Task details.
The entries should each be set down again precisely.

#### Data records

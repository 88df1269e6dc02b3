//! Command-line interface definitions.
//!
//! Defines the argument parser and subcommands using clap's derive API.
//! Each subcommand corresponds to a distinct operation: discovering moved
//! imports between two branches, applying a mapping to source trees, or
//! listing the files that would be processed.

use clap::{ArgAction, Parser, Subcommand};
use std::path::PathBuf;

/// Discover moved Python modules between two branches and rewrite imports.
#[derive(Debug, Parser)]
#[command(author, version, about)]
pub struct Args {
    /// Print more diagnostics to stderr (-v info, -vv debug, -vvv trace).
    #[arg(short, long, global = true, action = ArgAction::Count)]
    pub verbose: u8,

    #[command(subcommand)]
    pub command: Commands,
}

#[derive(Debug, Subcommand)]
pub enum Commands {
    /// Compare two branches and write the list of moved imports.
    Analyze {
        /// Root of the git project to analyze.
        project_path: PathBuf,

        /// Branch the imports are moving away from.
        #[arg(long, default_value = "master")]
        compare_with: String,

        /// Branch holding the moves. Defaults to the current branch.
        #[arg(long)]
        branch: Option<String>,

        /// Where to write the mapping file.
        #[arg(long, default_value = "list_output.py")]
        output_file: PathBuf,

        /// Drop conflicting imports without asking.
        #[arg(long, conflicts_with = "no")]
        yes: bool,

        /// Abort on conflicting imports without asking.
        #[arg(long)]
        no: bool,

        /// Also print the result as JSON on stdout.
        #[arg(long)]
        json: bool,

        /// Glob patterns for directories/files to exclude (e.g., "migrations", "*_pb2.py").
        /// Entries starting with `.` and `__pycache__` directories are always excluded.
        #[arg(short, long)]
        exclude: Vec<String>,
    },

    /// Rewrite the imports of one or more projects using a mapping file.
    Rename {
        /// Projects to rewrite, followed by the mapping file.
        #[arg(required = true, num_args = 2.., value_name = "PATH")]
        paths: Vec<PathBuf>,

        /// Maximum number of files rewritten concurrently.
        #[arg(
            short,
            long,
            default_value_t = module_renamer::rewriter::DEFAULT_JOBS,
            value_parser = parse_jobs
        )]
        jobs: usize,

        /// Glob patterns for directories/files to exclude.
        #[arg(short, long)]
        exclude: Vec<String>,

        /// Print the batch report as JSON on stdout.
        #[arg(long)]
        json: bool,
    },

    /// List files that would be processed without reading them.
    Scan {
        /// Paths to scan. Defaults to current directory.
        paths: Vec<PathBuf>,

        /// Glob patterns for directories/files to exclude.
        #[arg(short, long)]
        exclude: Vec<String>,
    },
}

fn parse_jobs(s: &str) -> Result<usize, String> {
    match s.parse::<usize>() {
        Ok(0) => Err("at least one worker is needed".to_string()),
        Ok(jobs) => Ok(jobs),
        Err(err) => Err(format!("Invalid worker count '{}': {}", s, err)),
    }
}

########

Solution to the exercise.
repository 88df1269e6dc02b3
//! Command-line interface definitions.
//!
//! Defines the argument parser and subcommands using clap's derive API.
//! Each subcommand corresponds to a distinct operation: discovering moved
//! imports between two branches, applying a mapping to source trees, or
//! listing the files that would be processed.

use clap::{ArgAction, Parser, Subcommand};
use std::path::PathBuf;

/// Discover moved Python modules between two branches and rewrite imports.
#[derive(Debug, Parser)]
#[command(author, version, about)]
pub struct Args {
    /// Print more diagnostics to stderr (-v info, -vv debug, -vvv trace).
    #[arg(short, long, global = true, action = ArgAction::Count)]
    pub verbose: u8,

    #[command(subcommand)]
    pub command: Commands,
}

#[derive(Debug, Subcommand)]
pub enum Commands {
    /// Compare two branches and write the list of moved imports.
    Analyze {
        /// Root of the git project to analyze.
        project_path: PathBuf,

        /// Branch the imports are moving away from.
        #[arg(long, default_value = "master")]
        compare_with: String,

        /// Branch holding the moves. Defaults to the current branch.
        #[arg(long)]
        branch: Option<String>,

        /// Where to write the mapping file.
        #[arg(long, default_value = "list_output.py")]
        output_file: PathBuf,

        /// Drop conflicting imports without asking.
        #[arg(long, conflicts_with = "no")]
        yes: bool,

        /// Abort on conflicting imports without asking.
        #[arg(long)]
        no: bool,

        /// Also print the result as JSON on stdout.
        #[arg(long)]
        json: bool,

        /// Glob patterns for directories/files to exclude (e.g., "migrations", "*_pb2.py").
        /// Entries starting with `.` and `__pycache__` directories are always excluded.
        #[arg(short, long)]
        exclude: Vec<String>,
    },

    /// Rewrite the imports of one or more projects using a mapping file.
    Rename {
        /// Projects to rewrite, followed by the mapping file.
        #[arg(required = true, num_args = 2.., value_name = "PATH")]
        paths: Vec<PathBuf>,

        /// Maximum number of files rewritten concurrently.
        #[arg(
            short,
            long,
            default_value_t = module_renamer::rewriter::DEFAULT_JOBS,
            value_parser = parse_jobs
        )]
        jobs: usize,

        /// Glob patterns for directories/files to exclude.
        #[arg(short, long)]
        exclude: Vec<String>,

        /// Print the batch report as JSON on stdout.
        #[arg(long)]
        json: bool,
    },

    /// List files that would be processed without reading them.
    Scan {
        /// Paths to scan. Defaults to current directory.
        paths: Vec<PathBuf>,

        /// Glob patterns for directories/files to exclude.
        #[arg(short, long)]
        exclude: Vec<String>,
    },
}

fn parse_jobs(s: &str) -> Result<usize, String> {
    match s.parse::<usize>() {
        Ok(0) => Err("at least one worker is needed".to_string()),
        Ok(jobs) => Ok(jobs),
        Err(err) => Err(format!("Invalid worker count '{}': {}", s, err)),
    }
}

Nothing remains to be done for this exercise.